Cette décision concerne le cadre de partenariat pays (CPF en anglais), qui sert de base de suivi par le conseil d'administration de la Banque mondiale afin d'évaluer et accompagner le pays dans ses programmes d'aide.

« Les projets financés restent financés et les projets en cours sont maintenus »

Concrètement, l'institution, qui ne peut pas lancer de nouveaux programmes de soutien avec le pays tant que le CA ne s'est pas réuni, a décidé de suspendre la tenue de cette réunion sur la Tunisie « jusqu'à nouvel ordre », selon le courrier. « Les projets financés restent financés et les projets en cours sont maintenus », précise cependant à l'AFP une source proche de la Banque mondiale.

L'institution prévient par ailleurs d'un possible ralentissement de ses actions sur place à cause de la mise en œuvre de mesures de sécurité, en particulier concernant ses employés originaires d'Afrique subsaharienne et leurs familles.

Des propos condamnés par Etats-Unis et les Nations unies

A l'occasion d'un point presse lundi, le porte-parole du département d'Etat américain, Ned Price, a fait part des « préoccupations profondes » des Etats-Unis « concernant les commentaires du président Saïed ». Il a appelé le gouvernement tunisien à « respecter ses obligations au regard du droit international en protégeant les droits de réfugiés, demandeurs d'asile et migrants ».

Le secrétariat général des Nations unies a de son côté condamné « sans réserve tout commentaire xénophobe et raciste ayant pour but de nourrir la haine raciale », a insisté, également lundi, son porte-parole Stéphane Dujarric.

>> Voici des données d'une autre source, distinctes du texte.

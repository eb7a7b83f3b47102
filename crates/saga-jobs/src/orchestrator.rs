//! Analysis task orchestration.
//!
//! `submit` records a Pending task and returns its id immediately; the
//! cache-check, invoke, store and extract steps run on a spawned task.
//! Each task's status lives in a `watch` channel whose only sender is the
//! worker running it, so the terminal state is written exactly once and any
//! number of pollers read it without contention.
//!
//! Every submission gets a sequence number. A parent unit's extracted units
//! are only replaced by a submission at least as new as the one that last
//! wrote them, so a slow older revision cannot overwrite a newer one.

use std::collections::{HashMap, HashSet};
use std::sync::atomic::{AtomicU64, Ordering};
use std::sync::Arc;
use std::time::{Duration, Instant};

use chrono::Utc;
use tokio::sync::{broadcast, watch, Mutex, RwLock, Semaphore};
use tracing::{debug, error, info, instrument, warn};
use uuid::Uuid;

use saga_core::{
    content_hash, defaults, new_v7, scope_cache_id, AnalysisContext, AnalysisOutput,
    AnalysisResult, AnalysisTask, ContentCache, Error, ErrorKind, ExtractedUnit, Result,
    ScopeUnit, TaskError, UnitRepository,
};
use saga_inference::{
    extract_scope_units, extract_units, scope_sections, AnalysisInvoker, Invocation,
};

use crate::config::OrchestratorConfig;

/// Event emitted as tasks move through their lifecycle.
#[derive(Debug, Clone, PartialEq)]
pub enum TaskEvent {
    /// A task was accepted and is Pending.
    Submitted { task_id: Uuid, unit_id: Uuid },
    /// A task completed.
    Completed {
        task_id: Uuid,
        unit_id: Uuid,
        cache_hit: bool,
        unit_count: usize,
    },
    /// A task failed.
    Failed {
        task_id: Uuid,
        unit_id: Uuid,
        kind: ErrorKind,
        error: String,
    },
}

impl TaskEvent {
    pub fn task_id(&self) -> Uuid {
        match self {
            TaskEvent::Submitted { task_id, .. }
            | TaskEvent::Completed { task_id, .. }
            | TaskEvent::Failed { task_id, .. } => *task_id,
        }
    }
}

/// What a task analyzes.
enum Subject {
    Unit { unit_id: Uuid, content: String },
    /// Every member of a scope in one call.
    Scope {
        scope_id: Uuid,
        members: Vec<ScopeUnit>,
    },
}

impl Subject {
    /// Id recorded on the task: the unit, or the scope.
    fn id(&self) -> Uuid {
        match self {
            Subject::Unit { unit_id, .. } => *unit_id,
            Subject::Scope { scope_id, .. } => *scope_id,
        }
    }
}

/// One submission, as handed to the worker.
struct AnalysisRequest {
    seq: u64,
    subject: Subject,
    context: AnalysisContext,
    force_refresh: bool,
}

/// Text a scope analysis is hashed over: every member's title and full
/// content in submitted order.
fn scope_document(members: &[ScopeUnit]) -> String {
    members
        .iter()
        .enumerate()
        .map(|(i, m)| format!("=== STORY_{}: {} ===\n{}", i, m.title, m.content))
        .collect::<Vec<_>>()
        .join("\n")
}

/// The cache-checked analysis of one unit or scope.
#[derive(Clone)]
struct Pipeline {
    invoker: AnalysisInvoker,
    cache: Arc<dyn ContentCache>,
    units: Arc<dyn UnitRepository>,
    /// Sequence number of the submission that last wrote each parent.
    written: Arc<Mutex<HashMap<Uuid, u64>>>,
}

Ces propos ont été vivement critiqués par des ONG et des militants des droits humains.

Un Guinéen témoigne de son calvaire

« Un déferlement de haine qui n'a pas de raison », lâche Ibrahima Barry, un Guinéen, encore sonné, dans une voiture l'emmenant rejoindre son frère dans la banlieue de Conakry. Le jeune homme de 26 ans s'interrompt, puis reprend : « en Tunisie, si je vous dis qu'ils sont sauvages, le mot n'est pas de trop ».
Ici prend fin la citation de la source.